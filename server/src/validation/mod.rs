//! Validation error accumulation.
//!
//! Validators never fail fast: they push every violation they find onto a
//! [`ValidationErrors`] and the caller decides what to do once they are done.

use serde::ser::{SerializeMap, SerializeSeq};
use serde::{Serialize, Serializer};

pub mod event;

pub use event::{read_body, validate_event, validate_fields, EventValidator};

/// A violation tied to a single input field.
#[derive(Debug, Clone, PartialEq, Eq)]
pub struct FieldError {
    pub field: String,
    pub code: String,
    pub default_message: String,
    pub rejected_value: Option<String>,
}

/// A violation spanning several fields or the request as a whole.
#[derive(Debug, Clone, PartialEq, Eq)]
pub struct GlobalError {
    pub code: String,
    pub default_message: String,
}

#[derive(Debug, Clone, PartialEq, Eq)]
pub struct ValidationErrors {
    object_name: String,
    field_errors: Vec<FieldError>,
    global_errors: Vec<GlobalError>,
}

impl ValidationErrors {
    pub fn new(object_name: impl Into<String>) -> Self {
        Self {
            object_name: object_name.into(),
            field_errors: Vec::new(),
            global_errors: Vec::new(),
        }
    }

    pub fn reject_value(
        &mut self,
        field: &str,
        code: &str,
        default_message: impl Into<String>,
        rejected_value: Option<String>,
    ) {
        self.field_errors.push(FieldError {
            field: field.to_string(),
            code: code.to_string(),
            default_message: default_message.into(),
            rejected_value,
        });
    }

    pub fn reject(&mut self, code: &str, default_message: impl Into<String>) {
        self.global_errors.push(GlobalError {
            code: code.to_string(),
            default_message: default_message.into(),
        });
    }

    pub fn has_errors(&self) -> bool {
        !self.field_errors.is_empty() || !self.global_errors.is_empty()
    }

    pub fn object_name(&self) -> &str {
        &self.object_name
    }

    pub fn field_errors(&self) -> &[FieldError] {
        &self.field_errors
    }

    pub fn global_errors(&self) -> &[GlobalError] {
        &self.global_errors
    }

    pub fn field_error(&self, field: &str) -> Option<&FieldError> {
        self.field_errors.iter().find(|error| error.field == field)
    }

    pub fn len(&self) -> usize {
        self.field_errors.len() + self.global_errors.len()
    }

    pub fn is_empty(&self) -> bool {
        !self.has_errors()
    }

    /// `Ok(())` when nothing was rejected, otherwise the accumulated errors.
    pub fn into_result(self) -> Result<(), Self> {
        if self.has_errors() {
            Err(self)
        } else {
            Ok(())
        }
    }
}

/// Serialized as a flat array: field errors first, then global errors.
impl Serialize for ValidationErrors {
    fn serialize<S>(&self, serializer: S) -> Result<S::Ok, S::Error>
    where
        S: Serializer,
    {
        let mut seq = serializer.serialize_seq(Some(self.len()))?;
        for error in &self.field_errors {
            seq.serialize_element(&FieldErrorView {
                object_name: &self.object_name,
                error,
            })?;
        }
        for error in &self.global_errors {
            seq.serialize_element(&GlobalErrorView {
                object_name: &self.object_name,
                error,
            })?;
        }
        seq.end()
    }
}

struct FieldErrorView<'a> {
    object_name: &'a str,
    error: &'a FieldError,
}

impl Serialize for FieldErrorView<'_> {
    fn serialize<S>(&self, serializer: S) -> Result<S::Ok, S::Error>
    where
        S: Serializer,
    {
        let mut map = serializer.serialize_map(None)?;
        map.serialize_entry("objectName", self.object_name)?;
        map.serialize_entry("field", &self.error.field)?;
        map.serialize_entry("code", &self.error.code)?;
        map.serialize_entry("defaultMessage", &self.error.default_message)?;
        if let Some(rejected_value) = &self.error.rejected_value {
            map.serialize_entry("rejectedValue", rejected_value)?;
        }
        map.end()
    }
}

struct GlobalErrorView<'a> {
    object_name: &'a str,
    error: &'a GlobalError,
}

impl Serialize for GlobalErrorView<'_> {
    fn serialize<S>(&self, serializer: S) -> Result<S::Ok, S::Error>
    where
        S: Serializer,
    {
        let mut map = serializer.serialize_map(Some(3))?;
        map.serialize_entry("objectName", self.object_name)?;
        map.serialize_entry("code", &self.error.code)?;
        map.serialize_entry("defaultMessage", &self.error.default_message)?;
        map.end()
    }
}

#[cfg(test)]
mod tests {
    use super::*;
    use serde_json::json;

    #[test]
    fn test_empty_accumulator_has_no_errors() {
        let errors = ValidationErrors::new("eventDto");
        assert!(!errors.has_errors());
        assert!(errors.into_result().is_ok());
    }

    #[test]
    fn test_serializes_field_errors_before_global_errors() {
        let mut errors = ValidationErrors::new("eventDto");
        errors.reject("wrongDateTime", "endEventDateTime is before beginEventDateTime");
        errors.reject_value(
            "basePrice",
            "wrongValue",
            "basePrice must not exceed maxPrice",
            Some("300".to_string()),
        );
        errors.reject_value("name", "NotEmpty", "must not be empty", None);

        let value = serde_json::to_value(&errors).unwrap();

        assert_eq!(
            value,
            json!([
                {
                    "objectName": "eventDto",
                    "field": "basePrice",
                    "code": "wrongValue",
                    "defaultMessage": "basePrice must not exceed maxPrice",
                    "rejectedValue": "300"
                },
                {
                    "objectName": "eventDto",
                    "field": "name",
                    "code": "NotEmpty",
                    "defaultMessage": "must not be empty"
                },
                {
                    "objectName": "eventDto",
                    "code": "wrongDateTime",
                    "defaultMessage": "endEventDateTime is before beginEventDateTime"
                }
            ])
        );
    }
}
**********
Task to carry out
Transcribe the whole listing above, keeping each line exactly as written.

Task answer
filename server/src/validation/mod.rs
//! Validation error accumulation.
//!
//! Validators never fail fast: they push every violation they find onto a
//! [`ValidationErrors`] and the caller decides what to do once they are done.

use serde::ser::{SerializeMap, SerializeSeq};
use serde::{Serialize, Serializer};

pub mod event;

pub use event::{read_body, validate_event, validate_fields, EventValidator};

/// A violation tied to a single input field.
#[derive(Debug, Clone, PartialEq, Eq)]
pub struct FieldError {
    pub field: String,
    pub code: String,
    pub default_message: String,
    pub rejected_value: Option<String>,
}

/// A violation spanning several fields or the request as a whole.
#[derive(Debug, Clone, PartialEq, Eq)]
pub struct GlobalError {
    pub code: String,
    pub default_message: String,
}

#[derive(Debug, Clone, PartialEq, Eq)]
pub struct ValidationErrors {
    object_name: String,
    field_errors: Vec<FieldError>,
    global_errors: Vec<GlobalError>,
}

impl ValidationErrors {
    pub fn new(object_name: impl Into<String>) -> Self {
        Self {
            object_name: object_name.into(),
            field_errors: Vec::new(),
            global_errors: Vec::new(),
        }
    }

    pub fn reject_value(
        &mut self,
        field: &str,
        code: &str,
        default_message: impl Into<String>,
        rejected_value: Option<String>,
    ) {
        self.field_errors.push(FieldError {
            field: field.to_string(),
            code: code.to_string(),
            default_message: default_message.into(),
            rejected_value,
        });
    }

    pub fn reject(&mut self, code: &str, default_message: impl Into<String>) {
        self.global_errors.push(GlobalError {
            code: code.to_string(),
            default_message: default_message.into(),
        });
    }

    pub fn has_errors(&self) -> bool {
        !self.field_errors.is_empty() || !self.global_errors.is_empty()
    }

    pub fn object_name(&self) -> &str {
        &self.object_name
    }

    pub fn field_errors(&self) -> &[FieldError] {
        &self.field_errors
    }

    pub fn global_errors(&self) -> &[GlobalError] {
        &self.global_errors
    }

    pub fn field_error(&self, field: &str) -> Option<&FieldError> {
        self.field_errors.iter().find(|error| error.field == field)
    }

    pub fn len(&self) -> usize {
        self.field_errors.len() + self.global_errors.len()
    }

    pub fn is_empty(&self) -> bool {
        !self.has_errors()
    }

    /// `Ok(())` when nothing was rejected, otherwise the accumulated errors.
    pub fn into_result(self) -> Result<(), Self> {
        if self.has_errors() {
            Err(self)
        } else {
            Ok(())
        }
    }
}

/// Serialized as a flat array: field errors first, then global errors.
impl Serialize for ValidationErrors {
    fn serialize<S>(&self, serializer: S) -> Result<S::Ok, S::Error>
    where
        S: Serializer,
    {
        let mut seq = serializer.serialize_seq(Some(self.len()))?;
        for error in &self.field_errors {
            seq.serialize_element(&FieldErrorView {
                object_name: &self.object_name,
                error,
            })?;
        }
        for error in &self.global_errors {
            seq.serialize_element(&GlobalErrorView {
                object_name: &self.object_name,
                error,
            })?;
        }
        seq.end()
    }
}

struct FieldErrorView<'a> {
    object_name: &'a str,
    error: &'a FieldError,
}

impl Serialize for FieldErrorView<'_> {
    fn serialize<S>(&self, serializer: S) -> Result<S::Ok, S::Error>
    where
        S: Serializer,
    {
        let mut map = serializer.serialize_map(None)?;
        map.serialize_entry("objectName", self.object_name)?;
        map.serialize_entry("field", &self.error.field)?;
        map.serialize_entry("code", &self.error.code)?;
        map.serialize_entry("defaultMessage", &self.error.default_message)?;
        if let Some(rejected_value) = &self.error.rejected_value {
            map.serialize_entry("rejectedValue", rejected_value)?;
        }
        map.end()
    }
}

struct GlobalErrorView<'a> {
    object_name: &'a str,
    error: &'a GlobalError,
}

impl Serialize for GlobalErrorView<'_> {
    fn serialize<S>(&self, serializer: S) -> Result<S::Ok, S::Error>
    where
        S: Serializer,
    {
        let mut map = serializer.serialize_map(Some(3))?;
        map.serialize_entry("objectName", self.object_name)?;
        map.serialize_entry("code", &self.error.code)?;
        map.serialize_entry("defaultMessage", &self.error.default_message)?;
        map.end()
    }
}

#[cfg(test)]
mod tests {
    use super::*;
    use serde_json::json;

    #[test]
    fn test_empty_accumulator_has_no_errors() {
        let errors = ValidationErrors::new("eventDto");
        assert!(!errors.has_errors());
        assert!(errors.into_result().is_ok());
    }

    #[test]
    fn test_serializes_field_errors_before_global_errors() {
        let mut errors = ValidationErrors::new("eventDto");
        errors.reject("wrongDateTime", "endEventDateTime is before beginEventDateTime");
        errors.reject_value(
            "basePrice",
            "wrongValue",
            "basePrice must not exceed maxPrice",
            Some("300".to_string()),
        );
        errors.reject_value("name", "NotEmpty", "must not be empty", None);

        let value = serde_json::to_value(&errors).unwrap();

        assert_eq!(
            value,
            json!([
                {
                    "objectName": "eventDto",
                    "field": "basePrice",
                    "code": "wrongValue",
                    "defaultMessage": "basePrice must not exceed maxPrice",
                    "rejectedValue": "300"
                },
                {
                    "objectName": "eventDto",
                    "field": "name",
                    "code": "NotEmpty",
                    "defaultMessage": "must not be empty"
                },
                {
                    "objectName": "eventDto",
                    "code": "wrongDateTime",
                    "defaultMessage": "endEventDateTime is before beginEventDateTime"
                }
            ])
        );
    }
}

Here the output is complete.